En efecto, los países candidatos que no han implementado consejos monetarios han visto aumentar sus déficits (por encima del 9% del PIB en Hungría y arriba del 5% en Polonia, la República Checa y Eslovaquia), mientras que la llegada de flujos importantes de capital ha mantenido a sus divisas bajo fuertes presiones de revaluación. Esta tendencia expone a las economías reales de los países candidatos precisamente a los riesgos de reversión de flujos de capital y crisis de divisas que la adopción temprana del euro debería eliminar.

Es irónico que funcionarios del BCE y la Comisión Europea estén sermoneando a los países candidatos sobre las ventajas y desventajas entre la convergencia nominal y la real. La meta de crecimiento para los países candidatos es aparentemente el único imperativo en Bruselas; la estabilidad macroeconómica puede esperar. Los déficits grandes apoyan el crecimiento, pero la inflación evidentemente no es problema.

Si esta línea de pensamiento suena conocida, tal vez se deba a que (más o menos) recapitula las bases del sistema insostenible de planeación con el que los países candidatos rompieron a principio de los años noventa. Por supuesto, ha sido la adopción por parte de las naciones excomunistas de políticas económicas racionales, dirigidas por los mercados, lo que las ha puesto a punto de ser miembros de la UE. Por ello, las instituciones europeas deberían abandonar su enfoque paternalista y tomar en serio las preocupaciones de los banqueros centrales de los países candidatos sobre los riesgos de mantener sus propias monedas por un tiempo prolongado, durante el cual, sus economías se tienen que abrir por completo a los flujos de capital.
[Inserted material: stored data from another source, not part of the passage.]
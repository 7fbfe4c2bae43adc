//! YADFS Core - client-side orchestration for a master/datanode file store

pub mod confirm;
pub mod error;
pub mod http;
pub mod master;
pub mod operations;
pub mod orchestrator;
pub mod replica;
pub mod session;

pub use confirm::{ConfirmationAnswer, Confirmer, confirm, parse_confirmation};
pub use error::{FailureKind, Result, YadfsError};
pub use http::{TransportOptions, build_http_client};
pub use master::{
    AllocatedFile, DatanodeAddress, DirectoryListing, FileDescriptor, MasterApi, MasterClient,
    PathKind,
};
pub use operations::*;
pub use orchestrator::Orchestrator;
pub use replica::{
    DatanodeTransport, HttpDatanodeTransport, ReplicaPolicy, ReplicaRequest, ReplicaResponse,
    ReplicaSetExecutor, StoreReceipt,
};
pub use session::{SessionContext, is_ancestor_or_self, join_path, normalize_path};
Como están las cosas, el BCE y la Comisión Europea están apoyando de facto las posturas de los gobiernos populistas de Europa oriental, que ya se están gastando los fondos que esperan obtener de la UE en el futuro. Ya es tiempo de que las instituciones de la UE aborden con más seriedad los retos que plantea y las oportunidades que ofrece la ampliación. Pueden comenzar dándole una consideración más favorable a la adopción temprana del euro por parte de los países candidatos, tanto para quienes tienen consejos monetarios, como para quienes cuentan con tipos de cambio flotantes.